- **YOUR ASSIGNMENT**: Find and copy the lines in the records beneath this task that contain the word "AminoAcid".

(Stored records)
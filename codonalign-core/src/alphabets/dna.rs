use crate::alphabets::Alphabet;

/// IUPAC nucleotide codes; `U` is read as `T`.
pub fn iupac_alphabet() -> Alphabet {
    Alphabet::new(b"ACGTURYSWKMBDHVNacgturyswkmbdhvn")
}

#[cfg(test)]
mod tests {
    use super::*;
    use crate::seq::Nucleotide;

    #[test]
    fn accepts_iupac_codes() {
        assert_eq!(iupac_alphabet().first_invalid(b"GATNRYACU"), None);
        assert_eq!(iupac_alphabet().first_invalid(b"gauuaca"), None);
    }

    #[test]
    fn rejects_symbols_and_digits() {
        assert_eq!(iupac_alphabet().first_invalid(b"AC#"), Some((2, b'#')));
        assert_eq!(iupac_alphabet().first_invalid(b"-"), Some((0, b'-')));
        assert_eq!(iupac_alphabet().first_invalid(b"42"), Some((0, b'4')));
    }

    #[test]
    fn every_symbol_is_a_nucleotide() {
        for b in iupac_alphabet().symbols() {
            assert!(Nucleotide::from_byte(b).is_some(), "{}", b as char);
        }
    }
}
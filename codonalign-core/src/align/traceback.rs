use log::trace;

use super::matrix::{CellIndex, ScoreMatrices, State, NEG_INF};
use crate::seq::{AminoAcid, Nucleotide};

/// Nucleotides assigned to one reference residue.
#[derive(Clone, Copy, Debug, PartialEq, Eq)]
pub struct AlignedRun<'a> {
    /// 1-based residue position.
    pub position: usize,
    /// 0-based offset of the first nucleotide in the read.
    pub na_start: usize,
    pub nucleotides: &'a [Nucleotide],
    pub reference: AminoAcid,
}

/// Trimmed path through the matrices, as per-residue runs in residue order.
#[derive(Clone, Debug, PartialEq, Eq)]
pub struct Traceback<'a> {
    pub runs: Vec<AlignedRun<'a>>,
    pub first_aa: usize,
    pub last_aa: usize,
    pub first_na: usize,
    pub last_na: usize,
}

/// Lowest-scoring cell on the path from the best cell back to the origin;
/// on ties the one nearest the origin.
pub fn trimmed_start(m: &ScoreMatrices) -> CellIndex {
    let mut start = m.best();
    let mut min = m.score_at(start);
    let mut cur = start;
    while let Some(prev) = m.backpointer_at(cur) {
        cur = prev;
        let score = m.score_at(cur);
        if score <= min {
            min = score;
            start = cur;
        }
    }
    trace!(
        "trimmed start {:?} score {}",
        m.layout().cell(start),
        min
    );
    start
}

/// Walk from the best cell to the trimmed start, cutting the path into
/// per-residue nucleotide runs. Insertion cells join the run of the
/// residue they follow.
pub fn traceback<'a>(
    m: &ScoreMatrices,
    nas: &'a [Nucleotide],
    aas: &[AminoAcid],
) -> Traceback<'a> {
    let layout = m.layout();
    let start = layout.position_index(trimmed_start(m));

    let mut runs = Vec::new();
    let mut first = (1, 1);
    let mut last = None;
    // (n, a) that closes the run currently being collected
    let mut run_end: Option<(usize, usize)> = None;
    let mut last_state = State::General;
    let mut pending_insertion = false;
    let mut cur = m.best();

    while layout.position_index(cur) >= start {
        debug_assert!(m.score_at(cur) != NEG_INF, "traceback reached an unreachable cell");
        let (state, n, a) = layout.cell(cur);
        if last.is_none() {
            last = Some((a, n));
        }
        first = (a + 1, n + 1);

        if last_state != State::Ins {
            if let Some((end_n, end_a)) = run_end {
                if end_a > a {
                    pending_insertion = false;
                    runs.push(AlignedRun {
                        position: a + 1,
                        na_start: n,
                        nucleotides: &nas[n..end_n],
                        reference: aas[a],
                    });
                }
            }
        }

        if last_state == State::Ins {
            pending_insertion = true;
        } else if !pending_insertion {
            run_end = Some((n, a));
        }
        last_state = state;

        if n == 0 || a == 0 {
            break;
        }
        match m.backpointer_at(cur) {
            Some(prev) => cur = prev,
            None => break,
        }
    }

    runs.reverse();
    let (last_aa, last_na) = last.unwrap_or((0, 0));
    Traceback {
        runs,
        first_aa: first.0,
        last_aa,
        first_na: first.1,
        last_na,
    }
}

- **RESPONSE**:
use crate::seq::{AminoAcid, Nucleotide};
    pub reference: AminoAcid,
    aas: &[AminoAcid],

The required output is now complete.